The time taken to attach a leg to the stool (service time) is sampled using the uniform distribution. This samples values equally likely between an upper and lower limit. Note the time units here are in seconds.

If we simulate this, we have access to information about the blockages, for example the amount of time a stool was spent blocked at each node. To illustrate, let’s simulate for 20 minutes:

>>> ciw.seed(1)
>>> Q = ciw.Simulation(N)
>>> Q.simulate_until_max_time(1200)
>>> recs = Q.get_all_records()

>>> blockages = [r.time_blocked for r in recs]
>>> max(blockages)
1.402303...


Here we see that in 20 minutes the maximum time a stool was blocked at a workstation for was 1.4 seconds.
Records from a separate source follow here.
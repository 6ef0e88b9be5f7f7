//! Shared types for the Covbot message-understanding pipeline.
//!
//! Everything here is a plain value: the classifiers in `cb-nlu` produce
//! these types, and the answer executor and persistence layer consume them.

pub mod intent;
pub mod location;
pub mod message;
pub mod record;
pub mod slots;
pub mod topic;

pub use intent::*;
pub use message::*;
pub use record::*;
pub use slots::*;
pub use topic::*;
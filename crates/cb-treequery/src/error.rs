//! Tree and pattern error types.

use thiserror::Error;

/// Errors raised while indexing a sentence or compiling a pattern.
///
/// None of these are classification outcomes: a malformed tree is an
/// annotator failure and a malformed pattern is a configuration error.
#[derive(Debug, Clone, Error, PartialEq, Eq)]
pub enum TreeError {
    #[error("pattern {pattern}: constraint references unbound node '{node}'")]
    UnboundNode { pattern: String, node: String },

    #[error("pattern {pattern}: node '{node}' is bound more than once")]
    DuplicateNode { pattern: String, node: String },

    #[error("token {token} has head {head}, but the sentence has {len} tokens")]
    InvalidHead { token: usize, head: usize, len: usize },

    #[error("sentence has more than one root (tokens {first} and {second})")]
    MultipleRoots { first: usize, second: usize },

    #[error("non-empty sentence has no root token")]
    NoRoot,

    #[error("dependency cycle through token {0}")]
    Cycle(usize),

    #[error("unknown relational operator: {0}")]
    UnknownOperator(String),
}

/// Convenience alias for tree query results.
pub type TreeResult<T> = Result<T, TreeError>;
We can get information about the stools that fell off the conveyor-belt using the Simulation’s rejection_dict attribute. This is a dictionary, that maps node numbers to dictionaries. These dictionaries map customer class numbers to a list of dates at which customers where rejected:

>>> Q.rejection_dict
{1: {0: [1020.0, 1184.0]}, 2: {0: []}, 3: {0: []}}


In this run 2 stools were rejected (fell to the floor as there was no room on the conveyor-belt) at Node 1, at times 1020 and 1184. To get the number of stools rejected, take the length of this list:

>>> len(Q.rejection_dict)
2


Now we’ll run 8 trials, and get the average number of rejections in an hour. We will take a warm-up time of 10 minutes. A cool-down will be unnecessary as we are recording rejections, which happen at the time of arrival:

>>> broken_stools = []
>>> for trial in range(8):
...     ciw.seed(trial)
...     Q = ciw.Simulation(N)
...     Q.simulate_until_max_time(4200)
...     num_broken = len([r for r in Q.rejection_dict if r > 600])
...     broken_stools.append(num_broken)

>>> broken_stools
[9, 10, 6, 9, 4, 7, 10, 3]

>>> sum(broken_stools) / len(broken_stools)
7.25


On average the system gets 7.25 broken stools per hour; costing and average of 72.5p per hour of operation.
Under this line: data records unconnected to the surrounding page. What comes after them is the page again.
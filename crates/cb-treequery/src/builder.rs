//! Fluent construction of annotated sentences.
//!
//! Used by mock annotators and tests to describe a parse token by token.

use crate::error::TreeResult;
use crate::tree::{AnnotatedSentence, Entity, EntityLabel, Sentence, Token};

/// Builds an [`AnnotatedSentence`] one token at a time.
#[derive(Debug, Clone, Default)]
pub struct SentenceBuilder {
    sentence: AnnotatedSentence,
}

impl SentenceBuilder {
    pub fn new(text: impl Into<String>) -> Self {
        Self {
            sentence: AnnotatedSentence {
                text: text.into(),
                tokens: Vec::new(),
                entities: Vec::new(),
            },
        }
    }

    /// Append a token. The stem defaults to the lowercased surface text.
    pub fn token(
        mut self,
        text: &str,
        lemma: &str,
        pos: &str,
        dep: &str,
        head: Option<usize>,
    ) -> Self {
        self.sentence.tokens.push(Token {
            text: text.to_string(),
            lemma: lemma.to_string(),
            stem: text.to_lowercase(),
            pos: pos.to_string(),
            dep: dep.to_string(),
            head,
        });
        self
    }

    /// Append the root token.
    pub fn root(self, text: &str, lemma: &str, pos: &str) -> Self {
        self.token(text, lemma, pos, "ROOT", None)
    }

    /// Attach a named entity covering tokens `start..end`; its text is
    /// taken from those tokens.
    pub fn entity(mut self, label: EntityLabel, start: usize, end: usize) -> Self {
        let text = self
            .sentence
            .tokens
            .get(start..end)
            .unwrap_or(&[])
            .iter()
            .map(|t| t.text.as_str())
            .collect::<Vec<_>>()
            .join(" ");
        self.sentence.entities.push(Entity {
            label,
            text,
            start,
            end,
        });
        self
    }

    pub fn annotated(self) -> AnnotatedSentence {
        self.sentence
    }

    pub fn build(self) -> TreeResult<Sentence> {
        Sentence::new(self.sentence)
    }
}

#[cfg(test)]
mod tests {
    use super::*;

    #[test]
    fn builds_indexed_sentence() {
        let s = SentenceBuilder::new("Vaccinations in Germany")
            .root("Vaccinations", "vaccination", "NOUN")
            .token("in", "in", "ADP", "prep", Some(0))
            .token("Germany", "Germany", "PROPN", "pobj", Some(1))
            .entity(EntityLabel::Place, 2, 3)
            .build()
            .unwrap();
        assert_eq!(s.len(), 3);
        assert_eq!(s.root(), Some(0));
        assert_eq!(s.entities()[0].text, "Germany");
        assert_eq!(s.token(2).unwrap().stem, "germany");
    }

    #[test]
    fn multi_token_entity_text() {
        let s = SentenceBuilder::new("last week")
            .token("last", "last", "ADJ", "amod", Some(1))
            .root("week", "week", "NOUN")
            .entity(EntityLabel::Date, 0, 2)
            .annotated();
        assert_eq!(s.entities[0].text, "last week");
    }
}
A new stool assembly system, costing £2500, can reduce the variance in the leg assembly time, such that it takes between 3.5 and 4.5 seconds to attach a leg. How many hours of operation will the manufacturing plant need to run for so that the new system has saved the plant as much money as it costed?
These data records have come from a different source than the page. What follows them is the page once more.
//! E2E tests for downstream defaults applied to validated messages.

mod helpers;

use cb_nlu::{DateScope, Outcome, ResolvedQuery};
use chrono::NaiveDate;

use helpers::{TestHarness, today};

async fn resolve(text: &str) -> ResolvedQuery {
    let h = TestHarness::new();
    match h.understand(text).await.outcome {
        Outcome::Ready(message) => message.resolve(today()),
        other => panic!("{text:?} not ready: {other:?}"),
    }
}

/// Cumulative count without a date is "as of today".
#[tokio::test]
async fn e2e_cumulative_defaults_to_today() {
    let q = resolve(helpers::VACCINATED_UK_SO_FAR).await;
    assert_eq!(q.date, DateScope::Day { date: today() });
    assert_eq!(q.location, "united kingdom");
    assert_eq!(q.location_label(), "the united kingdom");
}

/// An extreme over days without a date covers the whole series.
#[tokio::test]
async fn e2e_extreme_defaults_to_all_time_and_world() {
    let q = resolve(helpers::MOST_VACCINATED_DAY).await;
    assert_eq!(q.date, DateScope::AllTime);
    assert_eq!(q.location, "germany");
}

/// A relative range is resolved against the reference date.
#[tokio::test]
async fn e2e_last_week_resolves_to_monday_through_sunday() {
    let q = resolve(helpers::FEWEST_INFECTIONS).await;
    assert_eq!(
        q.date,
        DateScope::Range {
            start: NaiveDate::from_ymd_opt(2021, 3, 8).unwrap(),
            end: NaiveDate::from_ymd_opt(2021, 3, 14).unwrap(),
        }
    );
    assert_eq!(q.location_label(), "the world");
}

/// A daily number with an explicit day keeps that day.
#[tokio::test]
async fn e2e_explicit_day_is_kept() {
    let q = resolve(helpers::GOT_COVID_YESTERDAY).await;
    assert_eq!(
        q.date,
        DateScope::Day {
            date: NaiveDate::from_ymd_opt(2021, 3, 16).unwrap()
        }
    );
}

/// "this year" runs from January 1st to the reference date.
#[tokio::test]
async fn e2e_this_year_resolves_to_year_to_date() {
    let q = resolve(helpers::GERMAN_CASES_THIS_YEAR).await;
    assert_eq!(
        q.date,
        DateScope::Range {
            start: NaiveDate::from_ymd_opt(2021, 1, 1).unwrap(),
            end: today(),
        }
    );
    assert_eq!(q.location, "germany");
}

/// "this week" starts on the Monday of the reference week.
#[tokio::test]
async fn e2e_this_week_resolves_to_week_to_date() {
    let q = resolve(helpers::VACCINATED_THIS_WEEK).await;
    assert_eq!(
        q.date,
        DateScope::Range {
            start: NaiveDate::from_ymd_opt(2021, 3, 15).unwrap(),
            end: today(),
        }
    );
}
First, under the new system how many broken stools per hour do we expect?:

>>> N = ciw.create_network(
...     arrival_distributions=[ciw.dists.Deterministic(value=4.0),
...                            ciw.dists.NoArrivals(),
...                            ciw.dists.NoArrivals()],
...     service_distributions=[ciw.dists.Uniform(lower=3.5, upper=4.5),
...                            ciw.dists.Uniform(lower=3.5, upper=4.5),
...                            ciw.dists.Uniform(lower=3.5, upper=4.5)],
...     routing=[[0.0, 1.0, 0.0],
...              [0.0, 0.0, 1.0],
...              [0.0, 0.0, 0.0]],
...     number_of_servers=[1, 1, 1],
...     queue_capacities=[3, 3, 3]
... )

>>> broken_stools = []
>>> for trial in range(8):
...     ciw.seed(trial)
...     Q = ciw.Simulation(N)
...     Q.simulate_until_max_time(4200)
...     num_broken = len([r for r in Q.rejection_dict if r > 600])
...     broken_stools.append(num_broken)

>>> sum(broken_stools) / len(broken_stools)
0.875


Thus the new system saves an average of 6.375 stools per hour, around 63.75p per hour. Therefore it would take $$2500/0.6375 \approx 3921.57$$ hours of operation for the system to begin paying off.